なぜ直接、大型二輪免許を取れないのか

昨夜、2ちゃんねる改め5ちゃんねるを見ていたら、「なぜ直接、大型二輪免許を取れないのか」という問題提起をしている人がいました。ライダーの力量的に不可能とか、教習所を儲けさせるためとか、いろいろな意見が出ていました。

決して広くない教習所で、他にも受講者がいる中、素人がいきなり大型二輪を乗り回すのは危険、というのが一番の理由だと私は思いました。あるいは、かつて大型二輪免許は試験場でしか取れなかったことと関係しているのでしょうか。

正解を求めて、運転免許と教習所の根拠法令「道路交通法」を読んでみました。

(1)自動車教習所とは、「免許を受けようとする者に対し、自動車の運転に関する技能及び知識について教習を行う施設」(98条1項)であって、公安委員会に届け出て(98条2項)、指定(99条1項)を受けた教習所だけが、技能検定を行うことができます(99条の5・1項)。

(2)教習所は、技能検定の合格者に対し、卒業証明書または修了証明書を発行します(99条の5・5項)。証明書の所有者は、「運転について必要な技能」についての運転免許試験を免除されます(97条の2・1項2号)。

(3)教習所の教官は、「技能検定員」と「教習指導員」に分かれます。前者は、技能検定員資格者証の交付を受けて、技能検定を行います(99条の2)。後者は、教習指導員資格者証の交付を受けて、自動車の運転に関する技能および知識の教習を行います(99条の3)。なお、資格者証は公安委員会が発行します。

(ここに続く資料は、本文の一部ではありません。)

impl Value {
    pub fn object() -> Value {
        Value::Object(Arc::new(RwLock::new(ObjectMap::new())))
    }

    pub fn array() -> Value {
        Value::Array(Arc::new(RwLock::new(Vec::new())))
    }

    pub fn from_entries<K, V>(entries: impl IntoIterator<Item = (K, V)>) -> Value
    where
        K: Into<String>,
        V: Into<Value>,
    {
        let map = entries
            .into_iter()
            .map(|(k, v)| (k.into(), v.into()))
            .collect::<ObjectMap>();
        Value::Object(Arc::new(RwLock::new(map)))
    }

    pub fn from_items<V: Into<Value>>(items: impl IntoIterator<Item = V>) -> Value {
        let vec = items.into_iter().map(Into::into).collect::<Vec<_>>();
        Value::Array(Arc::new(RwLock::new(vec)))
    }

    pub fn from_fn(
        name: &str,
        f: impl Fn(&[Value]) -> Result<Value, Error> + Send + Sync + 'static,
    ) -> Value {
        Value::Function(Arc::new(Function::new(name, f)))
    }

    pub fn kind_name(&self) -> &'static str {
        match self {
            Value::Undefined => "undefined",
            Value::Null => "null",
            Value::Bool(_) => "bool",
            Value::Int(_) => "int",
            Value::Float(_) => "float",
            Value::Str(_) => "str",
            Value::Buffer(_) => "buffer",
            Value::Array(_) => "array",
            Value::Object(_) => "object",
            Value::Function(_) => "function",
            Value::Class(_) => "class",
        }
    }

    pub fn is_undefined(&self) -> bool {
        matches!(self, Value::Undefined)
    }

    pub fn is_null(&self) -> bool {
        matches!(self, Value::Null)
    }

    pub fn is_bool(&self) -> bool {
        matches!(self, Value::Bool(_))
    }

    pub fn is_int(&self) -> bool {
        matches!(self, Value::Int(_))
    }

    pub fn is_float(&self) -> bool {
        matches!(self, Value::Float(_))
    }

    pub fn is_number(&self) -> bool {
        matches!(self, Value::Int(_) | Value::Float(_))
    }

    pub fn is_str(&self) -> bool {
        matches!(self, Value::Str(_))
    }

    pub fn is_buffer(&self) -> bool {
        matches!(self, Value::Buffer(_))
    }

    pub fn is_array(&self) -> bool {
        matches!(self, Value::Array(_))
    }

    pub fn is_object(&self) -> bool {
        matches!(self, Value::Object(_))
    }

    pub fn is_function(&self) -> bool {
        matches!(self, Value::Function(_))
    }

    pub fn is_class(&self) -> bool {
        matches!(self, Value::Class(_))
    }

    pub fn as_bool(&self) -> Option<bool> {
        match self {
            Value::Bool(b) => Some(*b),
            _ => None,
        }
    }

    pub fn as_int(&self) -> Option<i64> {
        match self {
            Value::Int(i) => Some(*i),
            _ => None,
        }
    }

    pub fn as_float(&self) -> Option<f64> {
        match self {
            Value::Float(f) => Some(*f),
            _ => None,
        }
    }

    pub fn as_str(&self) -> Option<&str> {
        match self {
            Value::Str(s) => Some(s),
            _ => None,
        }
    }

    pub fn as_buffer(&self) -> Option<&Buffer> {
        match self {
            Value::Buffer(b) => Some(b),
            _ => None,
        }
    }

    pub fn as_function(&self) -> Option<&Arc<Function>> {
        match self {
            Value::Function(f) => Some(f),
            _ => None,
        }
    }

    pub fn as_class(&self) -> Option<&Arc<Class>> {
        match self {
            Value::Class(c) => Some(c),
            _ => None,
        }
    }

    /// Numeric cast with int<->float coercion; bools widen to 0/1.
    pub fn cast_int(&self) -> Result<i64, Error> {
        match self {
            Value::Int(i) => Ok(*i),
            Value::Float(f) => Ok(*f as i64),
            Value::Bool(b) => Ok(i64::from(*b)),
            other => Err(cast_error(other, "int")),
        }
    }

    pub fn cast_float(&self) -> Result<f64, Error> {
        match self {
            Value::Int(i) => Ok(*i as f64),
            Value::Float(f) => Ok(*f),
            Value::Bool(b) => Ok(f64::from(u8::from(*b))),
            other => Err(cast_error(other, "float")),
        }
    }

    /// Strings come back verbatim; anything else renders as its display form.
    pub fn cast_str(&self) -> String {
        match self {
            Value::Str(s) => s.clone(),
            other => other.to_string(),
        }
    }

    pub fn len(&self) -> usize {
        match self {
            Value::Str(s) => s.len(),
            Value::Buffer(b) => b.len(),
            Value::Array(items) => read(items).len(),
            Value::Object(map) => read(map).len(),
            _ => 0,
        }
    }

    pub fn is_empty(&self) -> bool {
        self.len() == 0
    }

    /// Direct object lookup, no dot traversal.
    pub fn get_item(&self, key: &str) -> Option<Value> {
        match self {
            Value::Object(map) => read(map).get(key).cloned(),
            _ => None,
        }
    }

    pub fn set_item(&self, key: &str, value: impl Into<Value>) -> Result<(), Error> {
        match self {
            Value::Object(map) => {
                write(map).insert(key.to_string(), value.into());
                Ok(())
            }
            other => Err(Error::new(ErrorKind::Type)
                .with_message(format!("cannot set key on {}", other.kind_name()))),
        }
    }

    pub fn remove_item(&self, key: &str) -> Option<Value> {
        match self {
            Value::Object(map) => write(map).remove(key),
            _ => None,
        }
    }

    /// Dot-path lookup: `"child.key"` descends nested objects.
    pub fn get_path(&self, name: &str) -> Option<Value> {
        let mut current = self.clone();
        for part in name.split('.') {
            current = current.get_item(part)?;
        }
        Some(current)
    }

    /// Dot-path store; intermediate objects are created, and an undefined
    /// root becomes an object first.
    pub fn set_path(&mut self, name: &str, value: impl Into<Value>) -> Result<(), Error> {
        if self.is_undefined() {
            *self = Value::object();
        }
        let mut current = self.clone();
        let mut parts = name.split('.').peekable();
        while let Some(part) = parts.next() {
            if parts.peek().is_none() {
                return current.set_item(part, value);
            }
            let child = match current.get_item(part) {
                Some(child) if child.is_object() => child,
                _ => {
                    let child = Value::object();
                    current.set_item(part, child.clone())?;
                    child
                }
            };
            current = child;
        }
        Ok(())
    }

    /// Dot-path fetch that installs `default` when the key is absent and
    /// returns the stored value.
    pub fn get_or(&mut self, name: &str, default: impl Into<Value>) -> Value {
        if let Some(found) = self.get_path(name) {
            if !found.is_undefined() {
                return found;
            }
        }
        let default = default.into();
        if self.set_path(name, default.clone()).is_err() {
            return default;
        }
        default
    }

    pub fn exists(&self, name: &str) -> bool {
        self.get_path(name).is_some_and(|v| !v.is_undefined())
    }

    pub fn index(&self, idx: usize) -> Option<Value> {
        match self {
            Value::Array(items) => read(items).get(idx).cloned(),
            _ => None,
        }
    }

    pub fn set_index(&self, idx: usize, value: impl Into<Value>) -> Result<(), Error> {
        match self {
            Value::Array(items) => {
                let mut items = write(items);
                match items.get_mut(idx) {
                    Some(slot) => {
                        *slot = value.into();
                        Ok(())
                    }
                    None => Err(Error::new(ErrorKind::Usage)
                        .with_message(format!("index {idx} out of range"))),
                }
            }
            other => Err(Error::new(ErrorKind::Type)
                .with_message(format!("cannot index {}", other.kind_name()))),
        }
    }

    pub fn insert_index(&self, idx: usize, value: impl Into<Value>) -> Result<(), Error> {
        match self {
            Value::Array(items) => {
                let mut items = write(items);
                if idx > items.len() {
                    return Err(Error::new(ErrorKind::Usage)
                        .with_message(format!("index {idx} out of range")));
                }
                items.insert(idx, value.into());
                Ok(())
            }
            other => Err(Error::new(ErrorKind::Type)
                .with_message(format!("cannot insert into {}", other.kind_name()))),
        }
    }

    pub fn remove_index(&self, idx: usize) -> Option<Value> {
        match self {
            Value::Array(items) => {
                let mut items = write(items);
                if idx < items.len() {
                    Some(items.remove(idx))
                } else {
                    None
                }
            }
            _ => None,
        }
    }

    pub fn push(&self, value: impl Into<Value>) -> Result<(), Error> {
        match self {
            Value::Array(items) => {
                write(items).push(value.into());
                Ok(())
            }
            other => Err(Error::new(ErrorKind::Type)
                .with_message(format!("cannot push onto {}", other.kind_name()))),
        }
    }

    /// Snapshot of array items; avoids holding the container lock while
    /// the caller iterates.
    pub fn items(&self) -> Vec<Value> {
        match self {
            Value::Array(items) => read(items).clone(),
            _ => Vec::new(),
        }
    }

    /// Snapshot of object entries in key order.
    pub fn entries(&self) -> Vec<(String, Value)> {
        match self {
            Value::Object(map) => read(map)
                .iter()
                .map(|(k, v)| (k.clone(), v.clone()))
                .collect(),
            _ => Vec::new(),
        }
    }

    /// Independent copy: containers are duplicated recursively, functions
    /// and classes stay shared.
    pub fn deep_clone(&self) -> Value {
        match self {
            Value::Array(items) => {
                let copied = read(items).iter().map(Value::deep_clone).collect::<Vec<_>>();
                Value::Array(Arc::new(RwLock::new(copied)))
            }
            Value::Object(map) => {
                let copied = read(map)
                    .iter()
                    .map(|(k, v)| (k.clone(), v.deep_clone()))
                    .collect::<ObjectMap>();
                Value::Object(Arc::new(RwLock::new(copied)))
            }
            other => other.clone(),
        }
    }

    /// Call this value as a function, or construct an instance when it is
    /// a class.
    pub fn invoke(&self, args: &[Value]) -> Result<Value, Error> {
        match self {
            Value::Function(f) => f.call(args),
            Value::Class(c) => Class::construct(c, args),
            other => Err(Error::new(ErrorKind::Type)
                .with_message(format!("{} is not callable", other.kind_name()))),
        }
    }

    /// Method dispatch: instances resolve through their class, classes
    /// resolve statics, and `__str__` works on every value.
    pub fn call_method(&self, name: &str, args: &[Value]) -> Result<Value, Error> {
        if let Value::Class(class) = self {
            let attr = class.attr(name).ok_or_else(|| method_not_found(self, name))?;
            return attr.invoke(args);
        }
        if let Some(class) = self.instance_class() {
            if let Some(method) = class.attr(name) {
                let mut argv = Vec::with_capacity(args.len() + 1);
                argv.push(self.clone());
                argv.extend_from_slice(args);
                return method.invoke(&argv);
            }
        }
        match name {
            "__str__" => Ok(Value::Str(self.to_string())),
            "__len__" => Ok(Value::Int(self.len() as i64)),
            _ => Err(method_not_found(self, name)),
        }
    }

    pub fn instance_class(&self) -> Option<Arc<Class>> {
        match self.get_item(Class::CLASS_KEY)? {
            Value::Class(class) => Some(class),
            _ => None,
        }
    }

    pub fn add(&self, rhs: &Value) -> Result<Value, Error> {
        match (self, rhs) {
            (Value::Str(a), Value::Str(b)) => Ok(Value::Str(format!("{a}{b}"))),
            (Value::Int(a), Value::Int(b)) => Ok(Value::Int(a.wrapping_add(*b))),
            _ => self.float_op(rhs, "add", |a, b| a + b),
        }
    }

    pub fn sub(&self, rhs: &Value) -> Result<Value, Error> {
        match (self, rhs) {
            (Value::Int(a), Value::Int(b)) => Ok(Value::Int(a.wrapping_sub(*b))),
            _ => self.float_op(rhs, "subtract", |a, b| a - b),
        }
    }

    pub fn mul(&self, rhs: &Value) -> Result<Value, Error> {
        match (self, rhs) {
            (Value::Int(a), Value::Int(b)) => Ok(Value::Int(a.wrapping_mul(*b))),
            _ => self.float_op(rhs, "multiply", |a, b| a * b),
        }
    }

    pub fn div(&self, rhs: &Value) -> Result<Value, Error> {
        match (self, rhs) {
            (Value::Int(a), Value::Int(b)) => {
                if *b == 0 {
                    return Err(Error::new(ErrorKind::Usage).with_message("division by zero"));
                }
                Ok(Value::Int(a.wrapping_div(*b)))
            }
            _ => self.float_op(rhs, "divide", |a, b| a / b),
        }
    }

    pub fn rem(&self, rhs: &Value) -> Result<Value, Error> {
        match (self, rhs) {
            (Value::Int(a), Value::Int(b)) if *b != 0 => Ok(Value::Int(a.wrapping_rem(*b))),
            (Value::Int(_), Value::Int(_)) => {
                Err(Error::new(ErrorKind::Usage).with_message("division by zero"))
            }
            _ => Err(self.binary_type_error(rhs, "take remainder of")),
        }
    }

    pub fn neg(&self) -> Result<Value, Error> {
        match self {
            Value::Int(i) => Ok(Value::Int(i.wrapping_neg())),
            Value::Float(f) => Ok(Value::Float(-f)),
            other => Err(Error::new(ErrorKind::Type)
                .with_message(format!("cannot negate {}", other.kind_name()))),
        }
    }

    pub fn bit_and(&self, rhs: &Value) -> Result<Value, Error> {
        self.int_op(rhs, "and", |a, b| a & b)
    }

    pub fn bit_or(&self, rhs: &Value) -> Result<Value, Error> {
        self.int_op(rhs, "or", |a, b| a | b)
    }

    pub fn bit_xor(&self, rhs: &Value) -> Result<Value, Error> {
        self.int_op(rhs, "xor", |a, b| a ^ b)
    }

    fn float_op(
        &self,
        rhs: &Value,
        verb: &str,
        op: impl Fn(f64, f64) -> f64,
    ) -> Result<Value, Error> {
        if self.is_number() && rhs.is_number() {
            let a = self.cast_float()?;
            let b = rhs.cast_float()?;
            return Ok(Value::Float(op(a, b)));
        }
        Err(self.binary_type_error(rhs, verb))
    }

    fn int_op(
        &self,
        rhs: &Value,
        verb: &str,
        op: impl Fn(i64, i64) -> i64,
    ) -> Result<Value, Error> {
        match (self, rhs) {
            (Value::Int(a), Value::Int(b)) => Ok(Value::Int(op(*a, *b))),
            _ => Err(self.binary_type_error(rhs, verb)),
        }
    }

    fn binary_type_error(&self, rhs: &Value, verb: &str) -> Error {
        Error::new(ErrorKind::Type).with_message(format!(
            "cannot {verb} {} and {}",
            self.kind_name(),
            rhs.kind_name()
        ))
    }
}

(4)指定を受けた教習所が行う教習の科目、科目ごとの教習時間、科目ごとの教習方法は、道路交通法の施行規則に定められています(施行令35条3項1号)。詳細は、道路交通法の施行規則の別表に定められています(施行規則33条1項)。

(5)必要な教習時間は次のとおりです。以下、分かりやすいので、「普通二輪免許」と書かずに「中型二輪免許」と書きます。また、学科(一)とは「応用走行を行うために必要な知識の教習」、学科(二)とは「自動車の運転に必要な知識の教習」のことです。

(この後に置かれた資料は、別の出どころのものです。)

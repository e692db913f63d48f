//! Grid surface capability and the in-memory framebuffer.
//!
//! Effects only ever talk to `dyn Surface`. Coordinates are signed so callers
//! can compute positions that fall off the grid; such writes are silently
//! clipped.

use crate::error::SurfaceError;
use crate::types::CellStyle;

/// Character-grid output.
pub trait Surface {
    /// Current `(width, height)` in cells.
    fn size(&self) -> (u16, u16);

    /// Reset every cell to a blank space in the default style.
    fn clear(&mut self);

    /// Write one cell. Out-of-bounds writes are ignored.
    fn set_cell(&mut self, x: i32, y: i32, ch: char, style: CellStyle);

    /// Flush all pending writes as one frame.
    fn show(&mut self) -> Result<(), SurfaceError>;

    /// Force the next `show` to repaint everything (after a resize).
    fn sync(&mut self) -> Result<(), SurfaceError> {
        Ok(())
    }

    /// Adopt new dimensions, keeping the allocation where possible.
    fn resize(&mut self, width: u16, height: u16);

    /// Write a string left to right starting at `(x, y)`, clipping at the edges.
    fn put_str(&mut self, x: i32, y: i32, s: &str, style: CellStyle) {
        for (i, ch) in s.chars().enumerate() {
            self.set_cell(x + i as i32, y, ch, style);
        }
    }

    /// Write a string horizontally centered on row `y`.
    fn put_str_centered(&mut self, y: i32, s: &str, style: CellStyle) {
        let (w, _) = self.size();
        let len = s.chars().count() as i32;
        let x = ((w as i32 - len) / 2).max(0);
        self.put_str(x, y, s, style);
    }

    fn fill_rect(&mut self, x: i32, y: i32, w: u16, h: u16, ch: char, style: CellStyle) {
        for dy in 0..h as i32 {
            for dx in 0..w as i32 {
                self.set_cell(x + dx, y + dy, ch, style);
            }
        }
    }
}

/// A single grid cell.
#[derive(Debug, Clone, Copy, PartialEq, Eq)]
pub struct Cell {
    pub ch: char,
    pub style: CellStyle,
}

impl Default for Cell {
    fn default() -> Self {
        Self {
            ch: ' ',
            style: CellStyle::default(),
        }
    }
}

/// 2D framebuffer of styled character cells.
///
/// Used directly as a headless [`Surface`] (where `show` only counts frames)
/// and as the back buffer of the terminal surface.
#[derive(Debug, Clone, PartialEq, Eq)]
pub struct FrameBuffer {
    width: u16,
    height: u16,
    cells: Vec<Cell>,
    frames: u64,
}

impl FrameBuffer {
    pub fn new(width: u16, height: u16) -> Self {
        let len = (width as usize) * (height as usize);
        Self {
            width,
            height,
            cells: vec![Cell::default(); len],
            frames: 0,
        }
    }

    pub fn width(&self) -> u16 {
        self.width
    }

    pub fn height(&self) -> u16 {
        self.height
    }

    pub fn cells(&self) -> &[Cell] {
        &self.cells
    }

    /// Number of frames flushed through [`Surface::show`].
    pub fn frames_shown(&self) -> u64 {
        self.frames
    }

    #[inline(always)]
    fn idx(&self, x: i32, y: i32) -> Option<usize> {
        if x < 0 || y < 0 || x >= self.width as i32 || y >= self.height as i32 {
            return None;
        }
        Some((y as usize) * (self.width as usize) + (x as usize))
    }

    pub fn get(&self, x: i32, y: i32) -> Option<Cell> {
        self.idx(x, y).map(|i| self.cells[i])
    }

    pub fn set(&mut self, x: i32, y: i32, cell: Cell) {
        if let Some(i) = self.idx(x, y) {
            self.cells[i] = cell;
        }
    }

    /// Row `y` as a string (empty when out of range).
    pub fn row_text(&self, y: u16) -> String {
        if y >= self.height {
            return String::new();
        }
        let start = (y as usize) * (self.width as usize);
        self.cells[start..start + self.width as usize]
            .iter()
            .map(|c| c.ch)
            .collect()
    }

    /// Every row joined with newlines.
    pub fn text(&self) -> String {
        let mut out = String::with_capacity(self.cells.len() + self.height as usize);
        for y in 0..self.height {
            out.push_str(&self.row_text(y));
            out.push('\n');
        }
        out
    }

    /// Count of cells holding anything other than a space.
    pub fn non_blank_count(&self) -> usize {
        self.cells.iter().filter(|c| c.ch != ' ').count()
    }

    pub fn count_char(&self, ch: char) -> usize {
        self.cells.iter().filter(|c| c.ch == ch).count()
    }
}

impl Surface for FrameBuffer {
    fn size(&self) -> (u16, u16) {
        (self.width, self.height)
    }

    fn clear(&mut self) {
        self.cells.fill(Cell::default());
    }

    fn set_cell(&mut self, x: i32, y: i32, ch: char, style: CellStyle) {
        self.set(x, y, Cell { ch, style });
    }

    fn show(&mut self) -> Result<(), SurfaceError> {
        self.frames += 1;
        Ok(())
    }

    fn resize(&mut self, width: u16, height: u16) {
        if self.width == width && self.height == height {
            return;
        }
        self.width = width;
        self.height = height;
        let len = (width as usize) * (height as usize);
        self.cells.clear();
        self.cells.resize(len, Cell::default());
    }
}

#[cfg(test)]
mod tests {
    use super::*;

    #[test]
    fn out_of_bounds_writes_are_clipped() {
        let mut fb = FrameBuffer::new(3, 2);
        let style = CellStyle::default();
        fb.set_cell(-1, 0, 'X', style);
        fb.set_cell(0, -1, 'X', style);
        fb.set_cell(3, 0, 'X', style);
        fb.set_cell(0, 2, 'X', style);
        assert_eq!(fb.non_blank_count(), 0);

        fb.set_cell(2, 1, 'X', style);
        assert_eq!(fb.get(2, 1).unwrap().ch, 'X');
        assert_eq!(fb.non_blank_count(), 1);
    }

    #[test]
    fn put_str_clips_at_right_edge() {
        let mut fb = FrameBuffer::new(4, 1);
        fb.put_str(2, 0, "abcdef", CellStyle::default());
        assert_eq!(fb.row_text(0), "  ab");

        fb.clear();
        fb.put_str(-2, 0, "abcdef", CellStyle::default());
        assert_eq!(fb.row_text(0), "cdef");
    }

    #[test]
    fn centered_text_starts_at_offset() {
        let mut fb = FrameBuffer::new(10, 1);
        fb.put_str_centered(0, "abcd", CellStyle::default());
        assert_eq!(fb.row_text(0), "   abcd   ");
    }

    #[test]
    fn resize_blanks_content() {
        let mut fb = FrameBuffer::new(2, 2);
        fb.set_cell(1, 1, '#', CellStyle::default());
        fb.resize(3, 1);
        assert_eq!(fb.size(), (3, 1));
        assert_eq!(fb.cells().len(), 3);
        assert_eq!(fb.non_blank_count(), 0);
    }

    #[test]
    fn show_counts_frames() {
        let mut fb = FrameBuffer::new(1, 1);
        fb.show().unwrap();
        fb.show().unwrap();
        assert_eq!(fb.frames_shown(), 2);
    }
}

①中型二輪免許を受けた者が大型二輪免許の教習を受ける場合

(技能教習)基本操作および基本走行5時限、応用走行7時限、計12時限
(学科教習)学科(一)0時限、学科(二)0時限、計0時限

②免許を受けていない者が大型二輪免許の教習を受ける場合

(技能教習)基本操作および基本走行16時限、応用走行20時限、計36時限
(学科教習)学科(一)10時限、学科(二)16時限、計26時限

③免許を受けていない者が中型二輪免許の教習を受ける場合

(技能教習)基本操作および基本走行9時限、応用走行10時限、計19時限
(学科教習)学科(一)10時限、学科(二)16時限、計26時限

(結論)以上(5)①②③から、掲示板で邪推されていたような陰謀論など、全くなかったことが分かります。

道路交通法上は、直接、大型二輪免許を取ることは可能であるものの、技能教習を余計に5時限受けなければならないため、受講者の側にそのコースを選択する経済的な理由がない、というのが正解のようです。おそらく教習所の窓口にねじ込んでも、同じような説明が行われる筈。